Die Ethereum Foundation erweitert die Datenschutzinitiative mit einem speziellen Forschungscluster

09.10.2025 / Zahlungssystem-News

Die Ethereum Foundation macht den Datenschutz zu einer formellen Säule ihrer Roadmap und erweitert die Forschungsbemühungen zu einem speziellen Cluster, der nun private Zahlungen, Beweise, Identität und Unternehmensanwendungsfälle abdeckt.

Ethereum unterstützt seit 2018 die Datenschutzforschung durch sein Privacy and Scaling Explorations (PSE)-Team mit Experimenten wie Semaphore für anonyme Signalisierung, MACI für private Abstimmungen, zkEmail und zkTLS und das Anon Aadhaar-Projekt.

Diese sind zu Bezugspunkten für Entwickler im gesamten Ökosystem geworden und haben Hunderte von Forks und Integrationen hervorgebracht.

Der neue „Datenschutzcluster“, koordiniert von Igor Barinov, vereint diese Experimente zusammen mit neuen Initiativen unter einem einzigen Dach, heißt es in einem Blogbeitrag vom Mittwoch.

Dazu gehören private Lese- und Schreibvorgänge für Zahlungen und Interaktionen, tragbare Nachweise für Identität und Besitz von Vermögenswerten, zkID-Systeme für selektive Offenlegung, UX-Arbeit zur Normalisierung von Datenschutztools und Kohaku, ein SDK und Wallet, das starke Kryptografie standardmäßig nutzbar machen soll.

Eine Institutional Privacy Task Force ist ebenfalls Teil des Clusters und übersetzt Compliance- und Betriebsanforderungen in Spezifikationen, die größere Unternehmen testen können.

Die Die Stiftung bezeichnete die Privatsphäre als wesentlich für die Glaubwürdigkeit von Ethereum.

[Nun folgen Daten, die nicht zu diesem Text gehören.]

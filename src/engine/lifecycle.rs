//! Booking state machine. Every function here validates against a booking
//! snapshot taken under its room lock and returns the events to commit; none
//! of them mutate anything.

use chrono::NaiveDate;
use rust_decimal::Decimal;
use ulid::Ulid;

use crate::limits::*;
use crate::model::*;

use super::availability::{ensure_bookable, ensure_free, price_for, validate_stay};
use super::error::Status;
use super::EngineError;

#[derive(Debug, Clone, PartialEq, Eq)]
pub struct NewBooking {
    pub id: Ulid,
    pub room_id: Ulid,
    pub stay: Stay,
    /// Overrides the nightly-rate price. Managers and admins only.
    pub total_price: Option<Decimal>,
}

pub(super) fn validate_price(price: Decimal) -> Result<(), EngineError> {
    if price.is_sign_negative() {
        return Err(EngineError::InvalidAmount(price));
    }
    if price > Decimal::from(MAX_AMOUNT) {
        return Err(EngineError::LimitExceeded("amount too large"));
    }
    Ok(())
}

/// The catalog rate for a stay, held to the same bounds as an explicit
/// price so the booking can always be paid in full.
fn nightly_total(room: &RoomInfo, stay: &Stay) -> Result<Decimal, EngineError> {
    let price = price_for(room, stay)?;
    validate_price(price)?;
    Ok(price)
}

fn transition(booking: &Booking, next: BookingStatus, at: Ms) -> Result<Event, EngineError> {
    if booking.status.can_transition_to(next) {
        return Ok(Event::BookingStatusChanged {
            id: booking.id,
            room_id: booking.room_id,
            status: next,
            at,
        });
    }
    if booking.status.is_terminal() {
        Err(EngineError::AlreadyTerminal {
            id: booking.id,
            status: Status::Booking(booking.status),
        })
    } else {
        Err(EngineError::InvalidTransition {
            id: booking.id,
            from: Status::Booking(booking.status),
            to: Status::Booking(next),
        })
    }
}

pub(super) fn plan_create(
    actor: &Actor,
    req: &NewBooking,
    room: &RoomInfo,
    ledger: &RoomLedger,
    today: NaiveDate,
    now: Ms,
) -> Result<Booking, EngineError> {
    validate_stay(&req.stay, today)?;
    ensure_bookable(room)?;
    let total_price = match req.total_price {
        Some(price) => {
            if !actor.is_staff() {
                return Err(EngineError::Forbidden("explicit price requires manager or admin"));
            }
            validate_price(price)?;
            price
        }
        None => nightly_total(room, &req.stay)?,
    };
    if ledger.bookings.len() >= MAX_BOOKINGS_PER_ROOM {
        return Err(EngineError::LimitExceeded("too many bookings on room"));
    }
    ensure_free(ledger, &req.stay, None)?;

    Ok(Booking {
        id: req.id,
        user_id: actor.user_id,
        room_id: room.id,
        stay: req.stay,
        total_price,
        status: BookingStatus::Pending,
        payment_id: None,
        created_at: now,
        updated_at: now,
    })
}

pub(super) fn plan_cancel(actor: &Actor, booking: &Booking, now: Ms) -> Result<Event, EngineError> {
    if !actor.may_act_for(booking.user_id) {
        return Err(EngineError::Forbidden("only the owner or an admin may cancel"));
    }
    transition(booking, BookingStatus::Cancelled, now)
}

/// `None` when the booking is already confirmed: confirming twice is a no-op.
pub(super) fn plan_confirm(booking: &Booking, now: Ms) -> Result<Option<Event>, EngineError> {
    if booking.status == BookingStatus::Confirmed {
        return Ok(None);
    }
    transition(booking, BookingStatus::Confirmed, now).map(Some)
}

pub(super) fn plan_complete(booking: &Booking, today: NaiveDate, now: Ms) -> Result<Event, EngineError> {
    if booking.status == BookingStatus::Confirmed && booking.stay.check_out > today {
        return Err(EngineError::RangeInvalid("stay has not ended yet"));
    }
    transition(booking, BookingStatus::Completed, now)
}

/// Move a pending, unpaid booking to new dates and possibly another room.
/// `target` is the ledger of the destination room; when the room does not
/// change it still contains the booking itself, which is excluded.
pub(super) fn plan_reschedule(
    actor: &Actor,
    booking: &Booking,
    room: &RoomInfo,
    target: &RoomLedger,
    stay: Stay,
    today: NaiveDate,
    now: Ms,
) -> Result<Booking, EngineError> {
    if !actor.may_act_for(booking.user_id) {
        return Err(EngineError::Forbidden("only the owner or an admin may reschedule"));
    }
    if booking.status.is_terminal() {
        return Err(EngineError::AlreadyTerminal {
            id: booking.id,
            status: Status::Booking(booking.status),
        });
    }
    if let Some(payment) = booking.payment_id {
        return Err(EngineError::AlreadyLinked { booking: booking.id, payment });
    }
    if booking.status != BookingStatus::Pending {
        return Err(EngineError::InvalidTransition {
            id: booking.id,
            from: Status::Booking(booking.status),
            to: Status::Booking(BookingStatus::Pending),
        });
    }
    validate_stay(&stay, today)?;
    ensure_bookable(room)?;
    if room.id != booking.room_id && target.bookings.len() >= MAX_BOOKINGS_PER_ROOM {
        return Err(EngineError::LimitExceeded("too many bookings on room"));
    }
    ensure_free(target, &stay, Some(booking.id))?;
    let total_price = nightly_total(room, &stay)?;

    Ok(Booking {
        room_id: room.id,
        stay,
        total_price,
        updated_at: now,
        ..booking.clone()
    })
}

pub(super) fn plan_delete(actor: &Actor, booking: &Booking) -> Result<Event, EngineError> {
    if !actor.is_admin() {
        return Err(EngineError::Forbidden("only an admin may delete bookings"));
    }
    Ok(Event::BookingDeleted {
        id: booking.id,
        room_id: booking.room_id,
    })
}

Blockchains sind von Natur aus transparent, aber eine weit verbreitete Akzeptanz erfordert, dass Benutzer und Institutionen die Möglichkeit haben, Transaktionen durchzuführen, zu verwalten und zu erstellen, ohne sensible Daten offenzulegen.

Im gesamten Krypto-Ökosystem gibt es mehr als 700 datenschutzorientierte Projekte, aber aufgrund der Größe von Ethereum setzen seine Grundelemente oft Standards, die andere übernehmen. Wenn die Stiftung glaubwürdige Tools liefern kann, die Datenschutz mit Neutralität und Compliance in Einklang bringen, könnte sie definieren, wie der nächste Anwendungszyklus aufgebaut wird.

In der Zwischenzeit bleibt der Datenschutz politisch umstritten. Regulierungsbehörden haben Mixer ins Visier genommen und Transaktionen abgeschirmt, und Entwickler sind sich bewusst, dass Funktionen, die eine vertrauliche Nutzung ermöglichen, ebenso leicht illegale Finanzierung ermöglichen können.

Aus diesem Grund kann der Ansatz der Stiftung, der Open-Source-Forschung, institutionenorientierte Task Forces und Tools für alltägliche Benutzer umfasst, als vorsichtig, aber bewusst angesehen werden.